TASK
Report the lines of the data below that contain the string "when".

──────── TASK INPUTS

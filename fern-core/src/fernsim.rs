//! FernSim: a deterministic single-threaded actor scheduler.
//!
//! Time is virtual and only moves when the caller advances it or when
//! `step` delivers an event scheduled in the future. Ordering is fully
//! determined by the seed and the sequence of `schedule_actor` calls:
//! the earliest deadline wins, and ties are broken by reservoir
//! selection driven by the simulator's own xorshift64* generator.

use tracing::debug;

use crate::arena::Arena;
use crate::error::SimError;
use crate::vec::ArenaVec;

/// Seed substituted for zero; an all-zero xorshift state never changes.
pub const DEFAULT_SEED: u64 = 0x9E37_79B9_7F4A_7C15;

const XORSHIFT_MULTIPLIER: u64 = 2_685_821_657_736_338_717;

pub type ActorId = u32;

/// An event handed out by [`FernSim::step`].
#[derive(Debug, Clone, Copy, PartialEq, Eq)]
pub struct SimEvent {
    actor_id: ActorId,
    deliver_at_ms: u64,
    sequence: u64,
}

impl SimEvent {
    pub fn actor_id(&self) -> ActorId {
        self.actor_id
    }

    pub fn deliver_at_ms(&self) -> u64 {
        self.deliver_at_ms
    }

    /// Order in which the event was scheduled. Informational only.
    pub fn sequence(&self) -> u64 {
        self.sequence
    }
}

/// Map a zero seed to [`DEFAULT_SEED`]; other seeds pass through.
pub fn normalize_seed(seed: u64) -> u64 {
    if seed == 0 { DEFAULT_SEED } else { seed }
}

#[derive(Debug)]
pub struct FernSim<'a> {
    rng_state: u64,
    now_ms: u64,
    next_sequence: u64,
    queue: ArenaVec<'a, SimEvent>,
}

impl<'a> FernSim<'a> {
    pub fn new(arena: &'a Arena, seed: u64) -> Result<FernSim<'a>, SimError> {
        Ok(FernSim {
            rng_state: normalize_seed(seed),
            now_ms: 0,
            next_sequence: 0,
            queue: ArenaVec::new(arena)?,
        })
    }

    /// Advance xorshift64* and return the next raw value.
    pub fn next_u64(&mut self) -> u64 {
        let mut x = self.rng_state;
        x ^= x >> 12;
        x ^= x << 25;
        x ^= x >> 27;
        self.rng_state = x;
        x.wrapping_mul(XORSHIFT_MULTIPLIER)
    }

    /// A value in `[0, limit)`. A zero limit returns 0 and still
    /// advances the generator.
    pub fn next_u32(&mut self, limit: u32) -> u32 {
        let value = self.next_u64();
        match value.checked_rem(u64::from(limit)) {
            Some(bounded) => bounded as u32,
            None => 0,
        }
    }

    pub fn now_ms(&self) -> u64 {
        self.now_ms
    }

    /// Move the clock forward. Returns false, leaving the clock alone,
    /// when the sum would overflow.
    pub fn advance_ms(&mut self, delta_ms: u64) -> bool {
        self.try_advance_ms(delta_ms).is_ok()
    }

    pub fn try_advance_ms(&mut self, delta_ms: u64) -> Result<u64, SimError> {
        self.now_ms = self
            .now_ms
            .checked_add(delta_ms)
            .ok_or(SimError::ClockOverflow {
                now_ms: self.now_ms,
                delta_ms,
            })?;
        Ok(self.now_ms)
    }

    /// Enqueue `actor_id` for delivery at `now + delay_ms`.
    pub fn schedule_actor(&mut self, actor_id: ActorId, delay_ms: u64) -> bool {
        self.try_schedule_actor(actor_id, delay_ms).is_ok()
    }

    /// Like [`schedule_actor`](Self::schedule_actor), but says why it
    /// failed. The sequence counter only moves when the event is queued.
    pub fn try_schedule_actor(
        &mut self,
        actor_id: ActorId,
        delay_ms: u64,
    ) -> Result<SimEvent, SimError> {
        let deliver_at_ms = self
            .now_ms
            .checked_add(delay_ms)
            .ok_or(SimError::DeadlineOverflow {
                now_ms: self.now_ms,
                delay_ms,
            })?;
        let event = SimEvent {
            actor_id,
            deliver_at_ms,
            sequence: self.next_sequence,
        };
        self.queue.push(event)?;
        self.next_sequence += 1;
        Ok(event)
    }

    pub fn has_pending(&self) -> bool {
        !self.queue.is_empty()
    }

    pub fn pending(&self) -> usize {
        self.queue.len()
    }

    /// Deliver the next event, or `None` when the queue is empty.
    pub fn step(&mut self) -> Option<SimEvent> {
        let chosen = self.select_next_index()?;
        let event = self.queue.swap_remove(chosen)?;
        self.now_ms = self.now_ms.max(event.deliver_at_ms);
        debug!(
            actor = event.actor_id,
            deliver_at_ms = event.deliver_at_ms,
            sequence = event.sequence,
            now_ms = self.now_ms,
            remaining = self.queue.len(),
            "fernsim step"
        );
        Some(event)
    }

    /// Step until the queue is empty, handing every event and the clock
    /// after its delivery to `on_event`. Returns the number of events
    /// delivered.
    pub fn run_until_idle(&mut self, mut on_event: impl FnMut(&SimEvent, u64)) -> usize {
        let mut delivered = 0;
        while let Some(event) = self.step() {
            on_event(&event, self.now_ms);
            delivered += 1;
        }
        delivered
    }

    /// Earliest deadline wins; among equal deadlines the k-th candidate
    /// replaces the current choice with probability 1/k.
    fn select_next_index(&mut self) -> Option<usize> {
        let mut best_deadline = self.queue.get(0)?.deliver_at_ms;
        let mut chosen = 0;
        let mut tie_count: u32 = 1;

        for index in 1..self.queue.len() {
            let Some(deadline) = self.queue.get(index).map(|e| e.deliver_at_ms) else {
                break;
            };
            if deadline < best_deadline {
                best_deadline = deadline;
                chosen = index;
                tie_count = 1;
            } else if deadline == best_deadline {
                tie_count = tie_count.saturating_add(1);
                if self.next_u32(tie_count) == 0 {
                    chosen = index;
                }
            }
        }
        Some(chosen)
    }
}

────────────────

WRITTEN RESPONSE
//! Time is virtual and only moves when the caller advances it or when
    /// when the sum would overflow.
    /// failed. The sequence counter only moves when the event is queued.
    /// Deliver the next event, or `None` when the queue is empty.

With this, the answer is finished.